The tall tribesman grunted a laugh. “Tell me, how many people have you seen since you arrived here?”
Dartun saw the truth of what he said, and the concept sickened him, yet there was still some base, primitive reaction that excited him. Such was his constant thirst for knowledge and understanding. A new, unknown race was a sensational piece of information. “Please, could you tell me more about these creatures?”
“We have told you all there is. We are sorry, magician.” The two of them then headed back to their horses with that same annoying calmness. One added casually, “There have been great problems for us with the coming ice.”
Ice. That word again—changing the fabric of the world, changing people’s lives, their homes, their thoughts, bringing an unsettling texture of uncertainty about whether things would ever be the same again.
Ice. That was the reason he was now able to head for the Realm Gates since sheets of it had formed artificial land where previously maps had indicated only water. Could that bridge have allowed a new race to enter the Archipelago? Could these creatures have exited through the same gates that he was hoping to enter?
Dartun regarded his fellow cultists, who had soon lost interest in a conversation where they could understand little or nothing. The three of them were shuffling around idly in the snow, kicking up small mounds with their boots.
Todi noticed him watching them. “What’s up, Godhi? What did they say?”
Dartun rubbed his forehead as if to stir himself to some new state of alertness. “To be precise, they said that there’s some pretty major shit going on.”
Verain approached, took Dartun’s arm. “Should we be worried?”

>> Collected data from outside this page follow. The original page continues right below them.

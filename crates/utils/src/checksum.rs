use crate::UtilsError;
use sha1::{Digest, Sha1};
use std::path::Path;
use tokio::fs::File;
use tokio::io::AsyncReadExt;

const DEFAULT_BUFFER_SIZE: usize = 8192; // 8KB read chunks

/// Content fingerprint of a file: lowercase hex SHA-1 of its bytes.
///
/// The file is streamed, never loaded whole, and is only ever opened for reading.
pub async fn compute_sha1<P: AsRef<Path>>(path: P) -> Result<String, UtilsError> {
    let (sha1, _) = compute_sha1_with_size(path, DEFAULT_BUFFER_SIZE).await?;
    Ok(sha1)
}

async fn compute_sha1_with_size<P: AsRef<Path>>(
    path: P,
    buffer_size: usize,
) -> Result<(String, u64), UtilsError> {
    let mut file = File::open(path).await?;
    let mut hasher = Sha1::new();
    let mut buffer = vec![0u8; buffer_size.max(1)];
    let mut total_bytes = 0u64;

    loop {
        let bytes_read = file.read(&mut buffer).await?;
        if bytes_read == 0 {
            break;
        }
        hasher.update(&buffer[..bytes_read]);
        total_bytes += bytes_read as u64;
    }

    let result = hasher.finalize();
    Ok((hex::encode(result), total_bytes))
}

#[cfg(test)]
mod tests {
    use super::*;
    use std::io::Write;

    #[tokio::test]
    async fn test_known_digest() {
        let mut file = tempfile::NamedTempFile::new().unwrap();
        file.write_all(b"hello world").unwrap();

        let digest = compute_sha1(file.path()).await.unwrap();
        assert_eq!(digest, "2aae6c35c94fcfb415dbe95f408b9ce91ee846ed");
    }

    #[tokio::test]
    async fn test_small_buffer_matches_default() {
        let mut file = tempfile::NamedTempFile::new().unwrap();
        file.write_all(&[7u8; 10_000]).unwrap();

        let (small, size) = compute_sha1_with_size(file.path(), 3).await.unwrap();
        let default = compute_sha1(file.path()).await.unwrap();

        assert_eq!(small, default);
        assert_eq!(size, 10_000);
        assert_eq!(small.len(), 40);
    }

    #[tokio::test]
    async fn test_missing_file_is_io_error() {
        let dir = tempfile::tempdir().unwrap();
        let result = compute_sha1(dir.path().join("missing.bin")).await;
        assert!(matches!(result, Err(UtilsError::IoError(_))));
    }
}
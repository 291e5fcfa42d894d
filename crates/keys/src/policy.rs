use kodo_config::FileKeySettings;
use std::fmt;
use std::sync::Arc;

/// A policy option that is either fixed or produced on demand.
///
/// `Computed` is called again on every resolution, so a closure returning
/// a date template keeps tracking the current time.
#[derive(Clone)]
pub enum PolicyValue {
    Literal(String),
    Computed(Arc<dyn Fn() -> String + Send + Sync>),
}

impl PolicyValue {
    pub fn literal(value: impl Into<String>) -> Self {
        Self::Literal(value.into())
    }

    pub fn computed<F>(f: F) -> Self
    where
        F: Fn() -> String + Send + Sync + 'static,
    {
        Self::Computed(Arc::new(f))
    }

    pub fn evaluate(&self) -> String {
        match self {
            Self::Literal(value) => value.clone(),
            Self::Computed(f) => f(),
        }
    }
}

impl fmt::Debug for PolicyValue {
    fn fmt(&self, f: &mut fmt::Formatter<'_>) -> fmt::Result {
        match self {
            Self::Literal(value) => f.debug_tuple("Literal").field(value).finish(),
            Self::Computed(_) => f.write_str("Computed(..)"),
        }
    }
}

/// What ends up in the basename slot of the key.
#[derive(Debug, Clone, Copy, PartialEq, Eq, Default)]
pub enum BasenameMode {
    /// Original basename, untouched.
    #[default]
    Verbatim,
    /// Original basename passed through `safe_string`.
    Sanitized,
    /// SHA-1 of the file content.
    ContentHashed,
}

impl BasenameMode {
    /// Hashing wins over sanitizing when both are requested.
    pub fn from_flags(hash_as_basename: bool, safe_string: bool) -> Self {
        if hash_as_basename {
            Self::ContentHashed
        } else if safe_string {
            Self::Sanitized
        } else {
            Self::Verbatim
        }
    }
}

#[derive(Debug, Clone)]
pub struct NamingPolicy {
    pub prefix: Option<PolicyValue>,
    pub suffix: Option<PolicyValue>,
    pub extname: bool,
    pub mode: BasenameMode,
}

impl NamingPolicy {
    pub fn new() -> Self {
        Self {
            prefix: None,
            suffix: None,
            extname: true,
            mode: BasenameMode::Verbatim,
        }
    }

    pub fn with_prefix(mut self, prefix: PolicyValue) -> Self {
        self.prefix = Some(prefix);
        self
    }

    pub fn with_suffix(mut self, suffix: PolicyValue) -> Self {
        self.suffix = Some(suffix);
        self
    }

    pub fn with_extname(mut self, extname: bool) -> Self {
        self.extname = extname;
        self
    }

    pub fn with_mode(mut self, mode: BasenameMode) -> Self {
        self.mode = mode;
        self
    }
}

impl Default for NamingPolicy {
    fn default() -> Self {
        Self::new()
    }
}

impl From<&FileKeySettings> for NamingPolicy {
    fn from(settings: &FileKeySettings) -> Self {
        let non_empty = |value: &str| {
            if value.is_empty() {
                None
            } else {
                Some(PolicyValue::literal(value))
            }
        };

        Self {
            prefix: non_empty(&settings.prefix),
            suffix: non_empty(&settings.suffix),
            extname: settings.extname,
            mode: BasenameMode::from_flags(settings.hash_as_basename, settings.safe_string),
        }
    }
}

#[cfg(test)]
mod tests {
    use super::*;
    use std::sync::atomic::{AtomicUsize, Ordering};

    #[test]
    fn test_hash_takes_precedence() {
        assert_eq!(BasenameMode::from_flags(true, true), BasenameMode::ContentHashed);
        assert_eq!(BasenameMode::from_flags(true, false), BasenameMode::ContentHashed);
        assert_eq!(BasenameMode::from_flags(false, true), BasenameMode::Sanitized);
        assert_eq!(BasenameMode::from_flags(false, false), BasenameMode::Verbatim);
    }

    #[test]
    fn test_computed_value_runs_every_time() {
        let calls = Arc::new(AtomicUsize::new(0));
        let counter = Arc::clone(&calls);
        let value = PolicyValue::computed(move || {
            let n = counter.fetch_add(1, Ordering::SeqCst);
            format!("call-{}", n)
        });

        assert_eq!(value.evaluate(), "call-0");
        assert_eq!(value.evaluate(), "call-1");
        assert_eq!(calls.load(Ordering::SeqCst), 2);
    }

    #[test]
    fn test_from_settings() {
        let settings = FileKeySettings {
            prefix: "YYYY/".to_string(),
            suffix: String::new(),
            extname: false,
            hash_as_basename: false,
            safe_string: true,
        };

        let policy = NamingPolicy::from(&settings);
        assert_eq!(policy.prefix.as_ref().map(PolicyValue::evaluate), Some("YYYY/".to_string()));
        assert!(policy.suffix.is_none());
        assert!(!policy.extname);
        assert_eq!(policy.mode, BasenameMode::Sanitized);
    }
}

Dartun explained what he had learned so far, while the other three simply stared at him as if he was demented.
Dartun summarized. “There has been genocide. The island has been cleansed.”
Their moods darkened considerably.
“Come,” Dartun announced, heading toward the dog pack. “A little research is perhaps in order.”
Dogs dragged the four cultists skidding along by sled into the nearest township that hadn’t suffered too much from incursions of snow. Settlements located on particularly exposed slopes had been, without their human population, covered completely. Villages had become corpses. Dartun had halted the dogs more than once, thinking that they should have reached a town clearly marked on his maps. He laughed morosely when he realized it was under snow.
Eventually they came to a settlement sheltered under a titanic outcrop of sedimentary rock. Dartun believed the place was called Bronjek, but it now bore little resemblance to the bustling town he had once heard of. The main street was little more than a muddy track, trodden by a thousand pairs of feet and rutted wheels and dog sleds, between wood and metal shacks that appeared to lean against one another for support. Thick shutters obscured most of the windows, but a few of these were open—despite the freezing cold—and that was the first indication something wasn’t as it should be.
The sign on a tavern said “Open,” but there was no one to enjoy its hospitality, no hospitality to enjoy, this once-busy street now a ghost of its former self.